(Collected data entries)
-.-.-
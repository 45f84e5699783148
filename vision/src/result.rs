use base64::engine::general_purpose::STANDARD;
use base64::Engine;
use serde::Serialize;

use crate::zone::{FrameStatus, JudgedDetection};

/// One fully processed frame, ready to hand to observers.
#[derive(Debug, Clone)]
pub struct BroadcastResult {
    pub encoded_image: Vec<u8>,
    pub detections: Vec<JudgedDetection>,
    pub status: FrameStatus,
    pub captured_at_ms: i64,
    /// Sequence number of the source frame.
    pub frame_seq: u64,
}

/// Text message sent to every observer.
#[derive(Debug, Serialize)]
pub struct ObserverMessage<'a> {
    pub image: String,
    pub detections: Vec<DetectionRecord<'a>>,
    pub status: FrameStatus,
    pub seq: u64,
    pub captured_at_ms: i64,
}

#[derive(Debug, Serialize)]
pub struct DetectionRecord<'a> {
    pub x1: i32,
    pub y1: i32,
    pub x2: i32,
    pub y2: i32,
    pub confidence: f32,
    pub label: &'a str,
    pub intrusion: bool,
}

impl BroadcastResult {
    /// `seq` is the publish sequence assigned by the result store.
    pub fn to_message(&self, seq: u64) -> ObserverMessage<'_> {
        ObserverMessage {
            image: STANDARD.encode(&self.encoded_image),
            detections: self
                .detections
                .iter()
                .map(|judged| {
                    let det = &judged.detection;
                    DetectionRecord {
                        x1: det.bbox.x1,
                        y1: det.bbox.y1,
                        x2: det.bbox.x2,
                        y2: det.bbox.y2,
                        confidence: det.confidence,
                        label: &det.class_name,
                        intrusion: judged.is_intrusion,
                    }
                })
                .collect(),
            status: self.status,
            seq,
            captured_at_ms: self.captured_at_ms,
        }
    }

    pub fn to_json(&self, seq: u64) -> Result<String, serde_json::Error> {
        serde_json::to_string(&self.to_message(seq))
    }
}

#[cfg(test)]
mod tests {
    use super::*;
    use crate::geometry::BoundingBox;
    use crate::transform::ScaledDetection;

    #[test]
    fn message_shape() {
        let result = BroadcastResult {
            encoded_image: vec![0xff, 0xd8, 0xff],
            detections: vec![JudgedDetection {
                detection: ScaledDetection {
                    class_id: 0,
                    class_name: "person".into(),
                    confidence: 0.5,
                    bbox: BoundingBox::new(1, 2, 3, 4),
                    label: "person 0.50".into(),
                },
                is_intrusion: true,
            }],
            status: FrameStatus::Intrusion,
            captured_at_ms: 1_700_000_000_000,
            frame_seq: 9,
        };

        let json: serde_json::Value = serde_json::from_str(&result.to_json(42).unwrap()).unwrap();
        assert_eq!(json["image"], "/9j/");
        assert_eq!(json["status"], "INTRUSION");
        assert_eq!(json["seq"], 42);
        assert_eq!(json["captured_at_ms"], 1_700_000_000_000i64);
        let det = &json["detections"][0];
        assert_eq!(det["x1"], 1);
        assert_eq!(det["y2"], 4);
        assert_eq!(det["confidence"], 0.5);
        assert_eq!(det["label"], "person");
        assert_eq!(det["intrusion"], true);
    }

    #[test]
    fn empty_detections_serialize_as_empty_list() {
        let result = BroadcastResult {
            encoded_image: Vec::new(),
            detections: Vec::new(),
            status: FrameStatus::Ok,
            captured_at_ms: 0,
            frame_seq: 0,
        };
        let json: serde_json::Value = serde_json::from_str(&result.to_json(1).unwrap()).unwrap();
        assert_eq!(json["detections"], serde_json::json!([]));
        assert_eq!(json["status"], "ok");
    }
}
-.-.-
Give back the opening line of the records above and every line after it, up to and including the one with "hand to observers.", unchanged.

- Answer below
repository 45f84e5699783148
filename vision/src/result.rs
use base64::engine::general_purpose::STANDARD;
use base64::Engine;
use serde::Serialize;

use crate::zone::{FrameStatus, JudgedDetection};

/// One fully processed frame, ready to hand to observers.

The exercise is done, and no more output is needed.